しかし、ビルバオの狙いは裏目に出てしまった。クロースとマッチアップしたラウール・ガルシアは、8分、13分と立て続けに犯したファウルがいずれもイエローカードとなってしまった。退場者を出したビルバオのゲームプランは早々に崩れた。
1人少なくなった相手に対してレアルはボールを動かし続けた。ともに週末からは中2日のゲームで、レアルはカゼミーロ以外の10人を、ビルバオは8人を連続してピッチに立たせていた。後半に足が止まると予想することは容易で、焦れることなく相手をじわじわと追い詰めていくのはレアルらしかった。
トニ・クロースのミドルシュートが先制点となった。ヴィニシウス・ジュニオールのポストプレーからクロースが右足を振り抜いた。ビルバオは8人がゴール前に戻っていたが、ラウール・ガルシアがいるはずだったバイタルエリアを埋められなかった。
レアルが築いてきた阿吽の呼吸
後半、勇気をもってカウンターに人数をかけたビルバオが同点に追いつく。しかし、百戦錬磨のレアルは慌てることなくパスをつなぎ続け、相手のブロックを左右に揺さぶって勝機をうかがった。
ショートCKを受けたダニ・カルバハルのクロスをカリム・ベンゼマが頭で合わせて勝ち越しに成功している。言葉で表すのは簡単だが、2人の技術が光ったゴールだった。
ベンゼマはCKでマークされていたダニ・ガルシアが自身から離れるのを見るや否や、オフサイドラインぎりぎりの位置から相手DFの前に入り込んでいる。カルバハルのキックの精度が素晴らしかったことは言うまでもないが、ベンゼマのポジショニングが秀逸だった。
ビルバオは後半にチャンスをいくつか作ったが、ティボー・クルトワが立ちはだかった。後半アディショナルタイムにはジェライ・アルバレスのスルーパスを受けたミケル・ベスガがシュートを放つが、クルトワがセーブ。ここからレアルのカウンターが始まり、最後はベンゼマが冷静に仕留めた。

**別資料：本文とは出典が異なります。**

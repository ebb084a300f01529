//! Error types for the state container.

use thiserror::Error;

/// Main error type for container operations.
#[derive(Debug, Error)]
pub enum StateError {
    #[error("Error loading state from storage key '{key}': {source}")]
    Load {
        key: String,
        #[source]
        source: LoadError,
    },

    #[error("Storage error: {0}")]
    Gateway(#[from] GatewayError),

    #[error("Persist worker is not running")]
    WorkerStopped,

    #[error("Invalid configuration: {0}")]
    InvalidConfig(String),

    #[error("IO error: {0}")]
    Io(#[from] std::io::Error),
}

/// Why a load from storage failed.
#[derive(Debug, Error)]
pub enum LoadError {
    #[error("storage read failed: {0}")]
    Gateway(#[source] GatewayError),

    #[error("malformed snapshot: {0}")]
    Malformed(#[source] serde_json::Error),
}

/// Errors raised by a persistence gateway.
#[derive(Debug, Error)]
pub enum GatewayError {
    #[error("IO error: {0}")]
    Io(#[from] std::io::Error),

    #[error("Serialization error: {0}")]
    Serialization(String),

    #[error("Invalid key: {0}")]
    InvalidKey(String),

    #[error("Backend error: {0}")]
    Backend(String),
}

impl From<serde_json::Error> for GatewayError {
    fn from(e: serde_json::Error) -> Self {
        GatewayError::Serialization(e.to_string())
    }
}

/// Failure reported by a subscriber while handling a change notice.
#[derive(Debug, Error)]
#[error("Subscriber failed: {0}")]
pub struct SubscriberError(pub String);

impl SubscriberError {
    pub fn new(message: impl Into<String>) -> Self {
        SubscriberError(message.into())
    }
}

/// Result type for container operations.
pub type Result<T> = std::result::Result<T, StateError>;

クロースのミドルシュート、カルバハルのクロス、クルトワのセーブ、そしてベンゼマのシュート。活躍すべき選手がきっちりと結果を残す。シンプルだが、絶妙なバランスで彼らはお互いの特徴を引き出し合い、弱点をカバーし合う。長年かけて築いてきた阿吽の呼吸でレアルは成り立っている。
ビルバオに苦しみながらも勝利したレアルは、ラ・リーガで3連勝。アトレティコ・マドリードは2試合消化が少ないものの、レアル・ソシエダを含めた3チームが勝ち点26で並んでいる。
イスコとマルセロの未来
過密日程と言えど、連勝中にメンバーを入れ替えるのは定石ではない。4連勝中に先発起用されたのはわずか13人。怪我から復帰したダニ・カルバハル、その復帰によってベンチスタートとなったロドリゴ、ビルバオ戦で出場停止となったカゼミーロに代わってビルバオ戦で起用されたフェデリコ・バルベルデの4人以外は、4試合すべてに先発している。

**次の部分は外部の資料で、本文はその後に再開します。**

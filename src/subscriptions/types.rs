//! Change notices and the subscriber side of delivery.

use crate::error::SubscriberError;
use crate::types::StateField;
use crossbeam_channel::{bounded, Receiver, Sender, TrySendError};
use serde::Serialize;

/// One field change, delivered to every subscriber and then discarded.
#[derive(Clone, Debug, PartialEq, Serialize)]
#[serde(rename_all = "camelCase")]
pub struct ChangeNotice {
    field_name: &'static str,
    new_value: serde_json::Value,
}

impl ChangeNotice {
    pub fn new(field: StateField, new_value: serde_json::Value) -> Self {
        Self {
            field_name: field.name(),
            new_value,
        }
    }

    pub fn field_name(&self) -> &str {
        self.field_name
    }

    pub fn new_value(&self) -> &serde_json::Value {
        &self.new_value
    }
}

/// Receives change notices from a container.
///
/// Delivery is synchronous from the container's point of view. Handlers
/// that need to do slow work should hand the notice off (see
/// [`ChannelSubscriber`]) instead of blocking the mutation path.
pub trait Subscriber: Send + Sync {
    fn on_change(&self, notice: &ChangeNotice) -> Result<(), SubscriberError>;
}

/// Adapts a closure into a [`Subscriber`].
pub struct FnSubscriber<F>(F);

impl<F> Subscriber for FnSubscriber<F>
where
    F: Fn(&ChangeNotice) -> Result<(), SubscriberError> + Send + Sync,
{
    fn on_change(&self, notice: &ChangeNotice) -> Result<(), SubscriberError> {
        (self.0)(notice)
    }
}

/// Wrap `f` as a subscriber.
pub fn subscriber_fn<F>(f: F) -> FnSubscriber<F>
where
    F: Fn(&ChangeNotice) -> Result<(), SubscriberError> + Send + Sync,
{
    FnSubscriber(f)
}

/// Forwards notices into a bounded channel for consumption elsewhere.
///
/// A full or disconnected channel is reported as a delivery failure; the
/// notice is lost for this subscriber only.
pub struct ChannelSubscriber {
    sender: Sender<ChangeNotice>,
}

impl ChannelSubscriber {
    /// Create a subscriber and the receiving end of its channel.
    pub fn new(buffer_size: usize) -> (Self, NoticeReceiver) {
        let (sender, receiver) = bounded(buffer_size.max(1));
        (Self { sender }, NoticeReceiver { receiver })
    }
}

impl Subscriber for ChannelSubscriber {
    fn on_change(&self, notice: &ChangeNotice) -> Result<(), SubscriberError> {
        match self.sender.try_send(notice.clone()) {
            Ok(()) => Ok(()),
            Err(TrySendError::Full(_)) => Err(SubscriberError::new("notice buffer full")),
            Err(TrySendError::Disconnected(_)) => {
                Err(SubscriberError::new("notice receiver disconnected"))
            }
        }
    }
}

/// Receiving end of a [`ChannelSubscriber`].
pub struct NoticeReceiver {
    receiver: Receiver<ChangeNotice>,
}

impl NoticeReceiver {
    /// Receive the next notice (blocking).
    pub fn recv(&self) -> Result<ChangeNotice, crossbeam_channel::RecvError> {
        self.receiver.recv()
    }

    /// Try to receive a notice (non-blocking).
    pub fn try_recv(&self) -> Result<ChangeNotice, crossbeam_channel::TryRecvError> {
        self.receiver.try_recv()
    }

    /// Receive with timeout.
    pub fn recv_timeout(
        &self,
        timeout: std::time::Duration,
    ) -> Result<ChangeNotice, crossbeam_channel::RecvTimeoutError> {
        self.receiver.recv_timeout(timeout)
    }

    /// Drain everything currently buffered.
    pub fn drain(&self) -> Vec<ChangeNotice> {
        self.receiver.try_iter().collect()
    }
}
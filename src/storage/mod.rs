//! Persistence gateways.

mod file;
mod gateway;

pub use file::FileGateway;
pub use gateway::{MemoryGateway, PersistenceGateway};
//! Ordered subscriber registry with failure-isolated fan-out.

use std::panic::{self, AssertUnwindSafe};
use std::sync::Arc;

use super::types::{ChangeNotice, Subscriber};

/// Outcome of one fan-out.
#[derive(Clone, Copy, Debug, Default, PartialEq, Eq)]
pub struct NotifyReport {
    /// Subscribers that accepted the notice.
    pub delivered: usize,
    /// Subscribers that returned an error or panicked.
    pub failed: usize,
}

/// Ordered set of subscribers, unique by identity.
///
/// Registration order is delivery order. There is no removal; subscribers
/// live as long as the registry.
#[derive(Default)]
pub struct SubscriberRegistry {
    subscribers: Vec<Arc<dyn Subscriber>>,
}

impl SubscriberRegistry {
    pub fn new() -> Self {
        Self::default()
    }

    /// Add `subscriber` unless the same handle is already registered.
    ///
    /// Returns `false` for a duplicate, which is otherwise a no-op.
    pub fn register(&mut self, subscriber: Arc<dyn Subscriber>) -> bool {
        if self.contains(&subscriber) {
            return false;
        }
        self.subscribers.push(subscriber);
        true
    }

    /// Whether this exact handle is registered.
    pub fn contains(&self, subscriber: &Arc<dyn Subscriber>) -> bool {
        // Compare data pointers only; vtable pointers are not unique.
        let target = Arc::as_ptr(subscriber) as *const ();
        self.subscribers
            .iter()
            .any(|s| Arc::as_ptr(s) as *const () == target)
    }

    pub fn len(&self) -> usize {
        self.subscribers.len()
    }

    pub fn is_empty(&self) -> bool {
        self.subscribers.is_empty()
    }

    /// Deliver `notice` to every subscriber in registration order.
    ///
    /// Failures and panics are logged and skipped; the loop always reaches
    /// the last subscriber.
    pub fn notify_all(&self, notice: &ChangeNotice) -> NotifyReport {
        let mut report = NotifyReport::default();

        for (position, subscriber) in self.subscribers.iter().enumerate() {
            match panic::catch_unwind(AssertUnwindSafe(|| subscriber.on_change(notice))) {
                Ok(Ok(())) => report.delivered += 1,
                Ok(Err(e)) => {
                    report.failed += 1;
                    tracing::warn!(
                        subscriber = position,
                        field = notice.field_name(),
                        error = %e,
                        "Error invoking subscriber"
                    );
                }
                Err(_) => {
                    report.failed += 1;
                    tracing::error!(
                        subscriber = position,
                        field = notice.field_name(),
                        "Subscriber panicked during delivery"
                    );
                }
            }
        }

        report
    }
}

出ずっぱりなメンバーがいれば、出場機会を失った選手もいる。
マルセロはこの1か月で出場したのはわずか1試合。唯一プレーしたアラベス戦では痛恨の敗北を喫している。今季レアルが喫した5敗のうち、4敗はマルセロが先発した試合ということもジダンが起用をためらう理由だろうか。フィジカルとスピードに優れるメンディが今のレアルの戦いにフィットしているのも明らかだ。

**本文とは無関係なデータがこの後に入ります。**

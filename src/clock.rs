//! Wall-clock source used for save stamps and freshness checks.

use chrono::{DateTime, Duration, Utc};
use parking_lot::Mutex;

/// Source of the current time.
pub trait Clock: Send + Sync {
    fn now(&self) -> DateTime<Utc>;
}

/// The system wall clock.
#[derive(Clone, Copy, Debug, Default)]
pub struct SystemClock;

impl Clock for SystemClock {
    fn now(&self) -> DateTime<Utc> {
        Utc::now()
    }
}

/// A clock that only moves when told to.
#[derive(Debug)]
pub struct ManualClock {
    now: Mutex<DateTime<Utc>>,
}

impl ManualClock {
    pub fn new(start: DateTime<Utc>) -> Self {
        Self {
            now: Mutex::new(start),
        }
    }

    pub fn set(&self, now: DateTime<Utc>) {
        *self.now.lock() = now;
    }

    pub fn advance(&self, by: Duration) {
        let mut now = self.now.lock();
        *now += by;
    }
}

impl Clock for ManualClock {
    fn now(&self) -> DateTime<Utc> {
        *self.now.lock()
    }
}
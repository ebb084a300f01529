//! # Application State
//!
//! An in-memory state container for component-based UIs, with change
//! notification for descendant components and persistence of a snapshot to
//! a key-value store.
//!
//! ## Core Concepts
//!
//! - **Container**: Owns the application fields (`message`, `count`,
//!   `counter`); every write redraws, notifies and persists
//! - **Subscribers**: Receive one change notice per write, in registration
//!   order; a failing subscriber never affects the others
//! - **Snapshots**: JSON records stamped with their save time, restored on
//!   first activation only while fresh (60 seconds by default)
//! - **Gateways**: Pluggable key-value storage (in-memory or file-backed)
//!
//! ## Example
//!
//! ```ignore
//! use app_state::{ContainerConfig, FileGateway, StateContainer};
//!
//! let gateway = Arc::new(FileGateway::new("./app-state")?);
//! let mut state = StateContainer::new(ContainerConfig::default(), gateway, || ui.redraw())?;
//!
//! // Restore whatever was saved in the last minute
//! state.activate()?;
//!
//! // Notifies subscribers and queues a write
//! state.set_count(5);
//! ```

pub mod clock;
pub mod container;
pub mod error;
pub mod persist;
pub mod storage;
pub mod subscriptions;
pub mod types;

// Re-exports
pub use clock::{Clock, ManualClock, SystemClock};
pub use container::{
    ContainerConfig, FieldUpdate, LoadOutcome, RedrawSignal, StateContainer,
    DEFAULT_FRESHNESS_WINDOW, DEFAULT_STORAGE_KEY,
};
pub use error::{GatewayError, LoadError, Result, StateError, SubscriberError};
pub use persist::{PersistStats, PersistWorker};
pub use storage::{FileGateway, MemoryGateway, PersistenceGateway};
pub use subscriptions::{
    subscriber_fn, ChangeNotice, ChannelSubscriber, FnSubscriber, NoticeReceiver, NotifyReport,
    Subscriber, SubscriberRegistry,
};
pub use types::{CounterState, RestorableState, StateField, StateSnapshot};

イスコは4試合ぶりにピッチに立った。30分弱のプレー時間で32本のパスをつなぎ、100%のパス成功率を記録したが、ゲーム勘の欠如は否めなかった。今日のように1人多い状況であれば中盤に入れて10番の役割を任せることができるかもしれないが、そのようなチャンスは限られる。
かつてはクリスティアーノ・ロナウドの一撃に望みをかけることもできた。しかし、現在は固い守備と先行逃げ切りが勝利への最短距離となっている。戦略的に見ても、マルセロやイスコのような存在を扱うのは難しくなってしまった。彼らの未来はもうレアルにないのかもしれない。
レアルで公式戦515試合に出場してきたマルセロと、ジダンの下で165試合に出場してきたイスコ。2人の功労者はキャリアの岐路に立たされている。